PROBLEM DESCRIPTION -> Check each line of the entries below for the word "because" and state only how many lines have it.

(Saved data entries)
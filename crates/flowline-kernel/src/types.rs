//! Core identifier and record types shared across the kernel.

use serde::{Deserialize, Serialize};
use std::fmt;

/// Virtual time, in abstract units. Starts at 0.0 and only moves forward.
pub type SimTime = f64;

/// Identifier of a block.
#[derive(Debug, Clone, PartialEq, Eq, Hash, PartialOrd, Ord, Serialize, Deserialize)]
pub struct BlockId(pub String);

impl fmt::Display for BlockId {
    fn fmt(&self, f: &mut fmt::Formatter<'_>) -> fmt::Result {
        write!(f, "{}", self.0)
    }
}

impl From<&str> for BlockId {
    fn from(s: &str) -> Self {
        BlockId(s.to_string())
    }
}

/// Identifier of an entity. Unique for the lifetime of a setup.
#[derive(Debug, Clone, PartialEq, Eq, Hash, PartialOrd, Ord, Serialize, Deserialize)]
pub struct EntityId(pub String);

impl fmt::Display for EntityId {
    fn fmt(&self, f: &mut fmt::Formatter<'_>) -> fmt::Result {
        write!(f, "{}", self.0)
    }
}

impl From<&str> for EntityId {
    fn from(s: &str) -> Self {
        EntityId(s.to_string())
    }
}

/// Category of a recorded warning.
#[derive(Debug, Clone, Copy, PartialEq, Eq, Serialize, Deserialize)]
#[serde(rename_all = "snake_case")]
pub enum WarningKind {
    /// Script line did not parse; it runs as a no-op.
    UnknownCommand,
    /// `jump to` a line that holds no instruction.
    BadJumpTarget,
    /// Transport refused because the target block is full.
    CapacityRejected,
    /// Transport refused because the connector or target does not exist.
    UnknownTarget,
    /// Instruction failed at run time (bad index, type mismatch, ...).
    RuntimeError,
}

/// A recorded warning. Warnings never abort the simulation.
#[derive(Debug, Clone, PartialEq, Serialize, Deserialize)]
pub struct Warning {
    pub time: SimTime,
    pub block: BlockId,
    /// Source line of the offending instruction, when one applies.
    pub line: Option<usize>,
    pub kind: WarningKind,
    pub message: String,
}

/// One `log` instruction's output, after interpolation.
#[derive(Debug, Clone, PartialEq, Serialize, Deserialize)]
pub struct LogEntry {
    pub time: SimTime,
    pub block: BlockId,
    pub message: String,
}
//! Kernel error type.
//!
//! Errors are reserved for caller misuse of the engine API. Script-level
//! problems (bad lines, failed transports, type mismatches) are warnings
//! recorded on the run, never errors.

use crate::types::BlockId;
use thiserror::Error;

#[derive(Debug, Error)]
pub enum Error {
    #[error("engine has no setup loaded; call setup() first")]
    NotSetUp,

    #[error("debugger is not paused")]
    NotPaused,

    #[error("duplicate block id: {0}")]
    DuplicateBlock(BlockId),

    #[error("variable `{name}` declared as both boolean and integer")]
    VariableTypeConflict { name: String },
}

pub type Result<T> = std::result::Result<T, Error>;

SOLVED PROBLEM -> 2